Lorsqu'on me pose cette question là, je réponds généralement "la magie"! L'animal peut rire, les chimpanzés le font très bien, il peut éprouver de l'amour, de la compassion et de l'intelligence en fonction de sa propre évolution et sa proximité du règne humain. A défaut, l'animal peut imiter l'homme à la perfection car s'il ne parle pas, il peut faire semblant, comme le perroquet, du moins s'exprimer clairement par les gestes, l'attitude... et la PENSEE. Et c'est là que tout s'explique. En fait la réponse la plus exacte à cette question (outre la mienne... bien sûr :-), c'est le manque de la parole, car sans parole, peu de magie, ce dont l'animal est parfaitement incapable! Pensez-vous que si un perroquet surdoué récitait une incantation il obtiendrait des résultats? Eh bien non, parce que c'est impossible (ceci dit je ne prétends pas qu'il n'y aurait aucune réaction; il n'y aurait juste pas de résultats conluants). La magie est classée "chasse gardée" et est strictement réservée à la seule et unique condition humaine (ou supérieure), et il y a d'excellentes raison à cela que nous allons aborder tout de suite.
Le corps humain, tant physique que subtil puisque les deux aspects sont plus qu'indissociables (la seule idée de les dissocier est un non-sens en soi), est constitué d'outils qui ont été "pensés" pour figurer dans l'attirail naturel du magicien. Autant dire que par nature, l'être humain EST magicien et c'est pour ça qu'on dit de lui qu'il est d'essence Divine (sans vouloir ne circonscrire la Nature Divine QUE à un état de "magicien suprême")!
Nous allons étudier ici tous les aspects entrant en jeu dans le déclanchement d'un phénomène dit "magique", tant intérieurs (surtout) qu'extérieurs (également) au praticien.
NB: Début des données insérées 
//! External (shared) cache tier.
//!
//! The trait is the seam between the two-tier cache and whatever key-value service backs it.
//! [`RedisCache`] is the production backend; [`MemoryExternalCache`] stands in for it in tests
//! and single-process deployments that still want the external code path exercised.

use async_trait::async_trait;
use dashmap::DashMap;
use redis::aio::MultiplexedConnection;
use redis::{AsyncCommands, ConnectionInfo};
use std::sync::atomic::{AtomicBool, Ordering};
use std::time::{Duration, Instant};

/// Failures of the external tier.
///
/// Never surfaced past the cache module: every variant is logged and treated as a miss.
#[derive(Debug, thiserror::Error)]
pub enum CacheError {
    #[error("external cache unavailable: {0}")]
    Unavailable(String),
    #[error("external cache call timed out")]
    Timeout,
    #[error("external cache backend error: {0}")]
    Backend(String),
}

impl From<redis::RedisError> for CacheError {
    fn from(err: redis::RedisError) -> Self {
        if err.is_connection_dropped() || err.is_connection_refusal() || err.is_timeout() {
            CacheError::Unavailable(err.to_string())
        } else {
            CacheError::Backend(err.to_string())
        }
    }
}

#[async_trait]
pub trait ExternalCache: Send + Sync {
    async fn get(&self, key: &str) -> Result<Option<String>, CacheError>;
    async fn set(&self, key: &str, value: &str, ttl: Duration) -> Result<(), CacheError>;
    async fn delete(&self, keys: &[String]) -> Result<(), CacheError>;
    /// Every live key starting with `prefix`.
    async fn keys(&self, prefix: &str) -> Result<Vec<String>, CacheError>;
}

/// Redis backend over a multiplexed connection.
///
/// The connection is cloned per call; clones share the underlying socket.
#[derive(Clone)]
pub struct RedisCache {
    conn: MultiplexedConnection,
}

impl RedisCache {
    pub async fn connect(info: ConnectionInfo) -> Result<Self, CacheError> {
        let client = redis::Client::open(info)?;
        let conn = client.get_multiplexed_async_connection().await?;
        Ok(Self { conn })
    }
}

const SCAN_BATCH: usize = 500;

/// Escapes Redis glob metacharacters so `prefix` matches literally.
fn glob_escape(prefix: &str) -> String {
    let mut out = String::with_capacity(prefix.len() + 1);
    for c in prefix.chars() {
        if matches!(c, '*' | '?' | '[' | ']' | '\\') {
            out.push('\\');
        }
        out.push(c);
    }
    out
}

#[async_trait]
impl ExternalCache for RedisCache {
    async fn get(&self, key: &str) -> Result<Option<String>, CacheError> {
        let mut conn = self.conn.clone();
        let value: Option<String> = conn.get(key).await?;
        Ok(value)
    }

    async fn set(&self, key: &str, value: &str, ttl: Duration) -> Result<(), CacheError> {
        let mut conn = self.conn.clone();
        let _: () = conn.set_ex(key, value, ttl.as_secs().max(1)).await?;
        Ok(())
    }

    async fn delete(&self, keys: &[String]) -> Result<(), CacheError> {
        if keys.is_empty() {
            return Ok(());
        }
        let mut conn = self.conn.clone();
        let _: () = conn.del(keys.to_vec()).await?;
        Ok(())
    }

    /// Walks the keyspace with `SCAN` so a large cache never blocks the server.
    async fn keys(&self, prefix: &str) -> Result<Vec<String>, CacheError> {
        let mut conn = self.conn.clone();
        let pattern = format!("{}*", glob_escape(prefix));
        let mut keys = Vec::new();
        let mut cursor: u64 = 0;
        loop {
            let (next, batch): (u64, Vec<String>) = redis::cmd("SCAN")
                .arg(cursor)
                .arg("MATCH")
                .arg(&pattern)
                .arg("COUNT")
                .arg(SCAN_BATCH)
                .query_async(&mut conn)
                .await?;
            keys.extend(batch);
            if next == 0 {
                break;
            }
            cursor = next;
        }
        // SCAN may return a key more than once.
        keys.sort_unstable();
        keys.dedup();
        Ok(keys)
    }
}

/// In-process implementation of the external tier with real TTL expiry.
#[derive(Default)]
pub struct MemoryExternalCache {
    entries: DashMap<String, (String, Instant)>,
    offline: AtomicBool,
}

impl MemoryExternalCache {
    pub fn new() -> Self {
        Self::default()
    }

    /// Simulates an outage: while offline every call fails with `Unavailable`.
    pub fn set_offline(&self, offline: bool) {
        self.offline.store(offline, Ordering::SeqCst);
    }

    pub fn len(&self) -> usize {
        self.entries.len()
    }

    pub fn is_empty(&self) -> bool {
        self.entries.is_empty()
    }

    fn check_online(&self) -> Result<(), CacheError> {
        if self.offline.load(Ordering::SeqCst) {
            return Err(CacheError::Unavailable("memory cache offline".into()));
        }
        Ok(())
    }
}

#[async_trait]
impl ExternalCache for MemoryExternalCache {
    async fn get(&self, key: &str) -> Result<Option<String>, CacheError> {
        self.check_online()?;
        let hit = self
            .entries
            .get(key)
            .map(|entry| (entry.1 > Instant::now(), entry.0.clone()));
        match hit {
            Some((true, value)) => Ok(Some(value)),
            Some((false, _)) => {
                self.entries.remove(key);
                Ok(None)
            }
            None => Ok(None),
        }
    }

    async fn set(&self, key: &str, value: &str, ttl: Duration) -> Result<(), CacheError> {
        self.check_online()?;
        self.entries
            .insert(key.to_string(), (value.to_string(), Instant::now() + ttl));
        Ok(())
    }

    async fn delete(&self, keys: &[String]) -> Result<(), CacheError> {
        self.check_online()?;
        for key in keys {
            self.entries.remove(key);
        }
        Ok(())
    }

    async fn keys(&self, prefix: &str) -> Result<Vec<String>, CacheError> {
        self.check_online()?;
        let now = Instant::now();
        Ok(self
            .entries
            .iter()
            .filter(|e| e.key().starts_with(prefix) && e.value().1 > now)
            .map(|e| e.key().clone())
            .collect())
    }
}

#[cfg(test)]
mod tests {
    use super::*;

    #[test]
    fn glob_metacharacters_are_escaped() {
        assert_eq!(glob_escape("drivefs:perm:"), "drivefs:perm:");
        assert_eq!(glob_escape("a*b?[c]\\"), "a\\*b\\?\\[c\\]\\\\");
    }

    #[tokio::test]
    async fn memory_cache_expires_and_goes_offline() {
        let cache = MemoryExternalCache::new();
        cache.set("k", "v", Duration::from_secs(60)).await.unwrap();
        cache.set("gone", "v", Duration::ZERO).await.unwrap();
        assert_eq!(cache.get("k").await.unwrap().as_deref(), Some("v"));
        assert!(cache.get("gone").await.unwrap().is_none());
        assert_eq!(cache.keys("k").await.unwrap(), vec!["k".to_string()]);

        cache.set_offline(true);
        assert!(matches!(cache.get("k").await, Err(CacheError::Unavailable(_))));
        cache.set_offline(false);
        cache.delete(&["k".to_string()]).await.unwrap();
        assert!(cache.get("k").await.unwrap().is_none());
    }
}
use super::{ExternalCache, TwoTierCache};
use crate::config::CacheConfig;
use crate::walk;
use crate::{DriveError, DriveResult};
use serde::{Deserialize, Serialize};
use std::path::{Path, PathBuf};
use std::sync::Arc;
use std::time::UNIX_EPOCH;

/// Recursive statistics of one folder.
#[derive(Debug, Clone, Copy, Default, PartialEq, Eq, Serialize, Deserialize)]
pub struct FolderStats {
    pub files: u64,
    pub folders: u64,
    pub total_bytes: u64,
    /// The walk hit its entry limit; counts are lower bounds.
    pub truncated: bool,
}

#[derive(Serialize, Deserialize)]
struct CachedStats {
    stats: FolderStats,
    mtime_secs: u64,
    mtime_nanos: u32,
}

/// Folder statistics keyed by real directory path, validated by directory mtime.
///
/// An entry is served only while the directory's modification time has not advanced past the
/// one recorded before the walk. Writes deeper in the tree do not touch the top-level mtime,
/// so mutating operations also call [`StatsCache::invalidate`] on every ancestor they affect.
pub struct StatsCache {
    inner: TwoTierCache,
    max_entries: usize,
}

async fn dir_mtime(dir: &Path) -> DriveResult<(u64, u32)> {
    let meta = tokio::fs::metadata(dir).await?;
    if !meta.is_dir() {
        return Err(DriveError::invalid_input("statistics are only available for folders"));
    }
    let since_epoch = meta
        .modified()?
        .duration_since(UNIX_EPOCH)
        .unwrap_or_default();
    Ok((since_epoch.as_secs(), since_epoch.subsec_nanos()))
}

fn key_of(dir: &Path) -> String {
    dir.to_string_lossy().into_owned()
}

impl StatsCache {
    pub fn new(config: &CacheConfig, external: Option<Arc<dyn ExternalCache>>) -> Self {
        Self {
            inner: TwoTierCache::new("stats", config, config.stats_ttl, external),
            max_entries: config.max_stats_entries,
        }
    }

    /// Cached statistics for `dir`, recomputing when missing or stale.
    pub async fn folder_stats(&self, dir: &Path) -> DriveResult<FolderStats> {
        let key = key_of(dir);
        let current = dir_mtime(dir).await?;

        if let Some(cached) = self.inner.get::<CachedStats>(&key).await {
            if current <= (cached.mtime_secs, cached.mtime_nanos) {
                return Ok(cached.stats);
            }
            tracing::debug!("folder statistics stale, recomputing");
        }

        let target: PathBuf = dir.to_path_buf();
        let max_entries = self.max_entries;
        let stats = tokio::task::spawn_blocking(move || walk::folder_stats(&target, max_entries))
            .await
            .map_err(|e| DriveError::Io(std::io::Error::other(e)))??;

        self.inner
            .set(
                &key,
                &CachedStats {
                    stats,
                    mtime_secs: current.0,
                    mtime_nanos: current.1,
                },
            )
            .await;
        Ok(stats)
    }

    pub async fn invalidate(&self, dir: &Path) {
        self.inner.remove(&key_of(dir)).await;
    }

    pub async fn clear(&self) {
        self.inner.clear().await;
    }

    pub(crate) fn clear_local(&self) {
        self.inner.clear_local();
    }
}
Première chose, le magicien a besoin de sa CONSCIENCE (d'où l'entraînement indispensable au renforcement de sa concentration). Il a ensuite besoin de son énergie vitale (d'où la culture d'une hygiène de vie correcte en terme de nourriture et boissons, et de rythme de vie), de ses chakras et des canaux subtils permettant la circulation de l'énergie dans le corps, de l'un à l'autre de ces chakras (même remarque qu'entre les précédentes parenthèses), de qualités intérieures développées au maximum de ses possibilités allant dans le sens de la maîtrise de ses désirs, de ses pensées, de ses émotions et de ses sentiments (chacun de ces aspects étant en lien avec les chakras et le Plan subtile sur lequel chacun d'eux vibre), en somme, d'une excellente maîtrise de lui-même (voir pour plus de détails sur ce sujet précis, la rubrique "L'importance fondamentale de la maîtrise de soi"). A cela s'ajoute quelques éventuels instruments, selon la nature de l'acte occulte pratiqué (là aussi, je vous invite à vous reporter à la rubrique "Les instruments de la magie" pour plus de détails).
Simulation
Imaginons
maintenant que nous somme ce magicien et que nous souhaitions par exemple
(attention, ce n'est qu'un EXEMPLE TOTALEMENT FICTIF destiné à illustrer mes
propos) faire en sorte qu'une grande manifestation annuelle organisée en
intérieur, bien ancrée dans les moeurs, et ayant traditionnellement lieu depuis
très longtemps, soit purement et simplement annulée (quelle que soit la raison
qui motive notre magicien virtuel).
Je choisis cet exemple de par la force de l'eggrégore constitué par un ensemble important de personnes réalisant cette manifestation à couvert pour parer à toute éventualité de gêne due à la météo, et très ancrée dans les habitudes. Cette force eggégorielle est d'autant plus difficile à contraindre par le fait d'un seul individu (notre magicien en l'occurrence, qui, précision utile, va agir seul), que l'énergie a déployer de façon magique va devoir être importante, d'où l'intérêt de ne négliger AUCUN aspect de la procédure (le rituel) qui va être mis en place pour opérer.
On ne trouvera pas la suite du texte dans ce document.